Marketing Viewpoint by Ruth Winett
Winston Churchill and Leadership in Hard Times
While dozens of authors have written about Winston Churchill, Erik Larson in The Splendid and the Vile: A Saga of Churchill, Family, and Defiance During the Blitz has shed new light on a leader who inspired his country and the world by his bravery and leadership during World War II.
With ninety percent of London destroyed, and with Coventry and other smaller cities badly bombed, Churchill kept going and kept his people resolute. In difficult times, leaders can learn from Churchill’s example as portrayed in the Larsen book:
1. Assess the new situation. Churchill quickly recognized that France was about to surrender and that the UK was on its own in a desperate fight for survival. Britain had fewer aircraft and fewer ships than it would take to defeat Germany. During the Blitz, 53,400 people were killed and 44,600 wounded.
2. Hire people with the imagination and fortitude to handle challenging jobs. Churchill made his newspaperman friend, Max Aitken (Lord Beaverbrook) responsible for boosting the production of fighter planes even though appointing a civilian angered the Air Ministry. Beaverbrook sourced parts from multiple suppliers, repaired and reused parts from downed planes, and converted civilian factories into production lines for aircraft. In seven weeks, he had increased the supply of planes from 45 to 1040. He was not popular, but he got the job done.

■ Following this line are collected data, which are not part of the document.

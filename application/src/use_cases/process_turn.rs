//! Process Turn use case
//!
//! Runs one submitted message through the relevance filter and, when it
//! passes, through the model. Every processed message adds exactly one
//! turn to the transcript, whatever happened to it.

use crate::ports::conversation_logger::{
    ConversationEvent, ConversationLogger, NoConversationLogger,
};
use crate::ports::llm_gateway::{GatewayReply, LlmGateway};
use crate::ports::progress::{NoProgress, TurnNotifier};
use crate::session::ChatSession;
use serde_json::json;
use solar_domain::{Model, PromptTemplate, RelevanceClassifier};
use std::sync::Arc;
use tracing::{debug, info, warn};

/// What happened to a submitted message
#[derive(Debug, Clone, PartialEq, Eq)]
pub enum TurnOutcome {
    /// The model answered.
    Answered { reply: String },
    /// The relevance filter rejected the message; the model was not contacted.
    Refused { reply: String },
    /// The model call failed; `reply` carries the error marker.
    Faulted { reply: String, message: String },
}

impl TurnOutcome {
    /// The text recorded as the assistant reply
    pub fn reply(&self) -> &str {
        match self {
            TurnOutcome::Answered { reply }
            | TurnOutcome::Refused { reply }
            | TurnOutcome::Faulted { reply, .. } => reply,
        }
    }

    pub fn is_accepted(&self) -> bool {
        !matches!(self, TurnOutcome::Refused { .. })
    }

    pub fn is_fault(&self) -> bool {
        matches!(self, TurnOutcome::Faulted { .. })
    }

    fn as_str(&self) -> &'static str {
        match self {
            TurnOutcome::Answered { .. } => "answered",
            TurnOutcome::Refused { .. } => "refused",
            TurnOutcome::Faulted { .. } => "faulted",
        }
    }
}

/// Use case for processing one user message
pub struct ProcessTurnUseCase<G: LlmGateway + 'static> {
    gateway: Arc<G>,
    model: Model,
    classifier: RelevanceClassifier,
    logger: Arc<dyn ConversationLogger>,
}

impl<G: LlmGateway + 'static> ProcessTurnUseCase<G> {
    pub fn new(gateway: Arc<G>, model: Model) -> Self {
        Self {
            gateway,
            model,
            classifier: RelevanceClassifier::default(),
            logger: Arc::new(NoConversationLogger),
        }
    }

    /// Use a specific relevance classifier
    pub fn with_classifier(mut self, classifier: RelevanceClassifier) -> Self {
        self.classifier = classifier;
        self
    }

    /// Record processed turns to a structured log
    pub fn with_logger(mut self, logger: Arc<dyn ConversationLogger>) -> Self {
        self.logger = logger;
        self
    }

    pub fn model(&self) -> &Model {
        &self.model
    }

    pub fn classifier(&self) -> &RelevanceClassifier {
        &self.classifier
    }

    /// Execute the use case with default (no-op) progress
    pub async fn execute(&self, session: &mut ChatSession, input: &str) -> TurnOutcome {
        self.execute_with_progress(session, input, &NoProgress).await
    }

    /// Execute the use case with progress callbacks
    pub async fn execute_with_progress(
        &self,
        session: &mut ChatSession,
        input: &str,
        progress: &dyn TurnNotifier,
    ) -> TurnOutcome {
        let relevance = self.classifier.classify(input, session.transcript());
        debug!(
            relevance = relevance.as_str(),
            mode = %self.classifier.mode(),
            "Classified input"
        );

        let outcome = if relevance.is_accepted() {
            progress.on_model_call_start(&self.model);
            let reply = match session
                .get_or_create_handle(self.gateway.as_ref(), &self.model)
                .await
            {
                Ok(handle) => {
                    handle
                        .send_turn(input, PromptTemplate::system_instruction())
                        .await
                }
                Err(e) => {
                    warn!("Could not open conversation with {}: {}", self.model, e);
                    GatewayReply::Fault(e.into())
                }
            };
            progress.on_model_call_end(&self.model, reply.is_generated());

            match reply {
                GatewayReply::Generated(text) => TurnOutcome::Answered { reply: text },
                GatewayReply::Fault(fault) => TurnOutcome::Faulted {
                    reply: PromptTemplate::fault_reply(fault.message()),
                    message: fault.message().to_string(),
                },
            }
        } else {
            TurnOutcome::Refused {
                reply: PromptTemplate::refusal().to_string(),
            }
        };

        session.append_turn(input, outcome.reply());
        info!(
            outcome = outcome.as_str(),
            turns = session.transcript().len(),
            "Turn processed"
        );

        self.logger.log(ConversationEvent::new(
            "turn_processed",
            json!({
                "input": input,
                "relevance": relevance.as_str(),
                "outcome": outcome.as_str(),
                "accepted": outcome.is_accepted(),
                "fault": outcome.is_fault(),
                "reply": outcome.reply(),
                "model": self.model.to_string(),
            }),
        ));

        outcome
    }

    /// Clear the visible transcript of `session`
    pub fn clear(&self, session: &mut ChatSession) {
        let cleared = session.transcript().len();
        session.clear();
        info!(cleared, "Transcript cleared");
        self.logger.log(ConversationEvent::new(
            "transcript_cleared",
            json!({ "cleared_turns": cleared }),
        ));
    }
}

3. Exploit technology. Frederick Lindemann, a physicist advisor from Oxford, challenged the conventional wisdom and provided suggestions for thwarting the Germans’ night-flying technology. The British were limited to daytime flights.
4. Communicate clearly and sincerely with your staff and your citizens (or other stakeholders). Any leader who is a good communicator has a distinct advantage.
5. Be present and empathetic. Disregarding his personal safety, Churchill inspected the damage to London and encouraged the citizens in person. You don’t have to weep like Churchill, but you must be sincere, empathetic, and positive.
6. Cultivate allies, and ask for help when necessary. Britain was unable to defeat Germany without help. Churchill made multiple creative attempts to get isolationist-America behind Britain. He convinced President Roosevelt to loan Britain more than 50 outdated destroyers in exchange for 99-year leases of British bases in the Caribbean and on Newfoundland.
7. Engage allies through addressing their needs, not yours. Churchill told President Roosevelt that the US’s neutrality endangered the US, not that it endangered Britain.
8. Learn from your failures. The British fired on French ships in the Battle of Mers el-Kébir, Algeria, killing 1,297 French sailors. The goal had been to urge the defeated French to turn their ships over to Britain so that Axis powers would not capture them. Churchill greatly regretted the miscommunication which led to this disastrous outcome.
9. Get your team behind you. Churchill forced a Parliamentary vote of confidence that could have unseated him. In winning the vote, he became stronger than ever.
10. Be resolute. Never give up. Despite more than a year of bombing and despite defeats in Greece and at El Alamein, the British remained resolute. Their indomitable leader gave them the courage to carry on.
Churchill made mistakes, but he modeled bravery and resolve. He successfully led Britain during a war that nearly ruined Britain economically as well as militarily. Even the Nazis were impressed with him and his perseverance. He “had the ability to transform the despondent misery of disaster into a grimly certain stepping stone to ultimate victory,” said Larsen. The traits he exemplified are traits that leaders of all types of organizations should cultivate.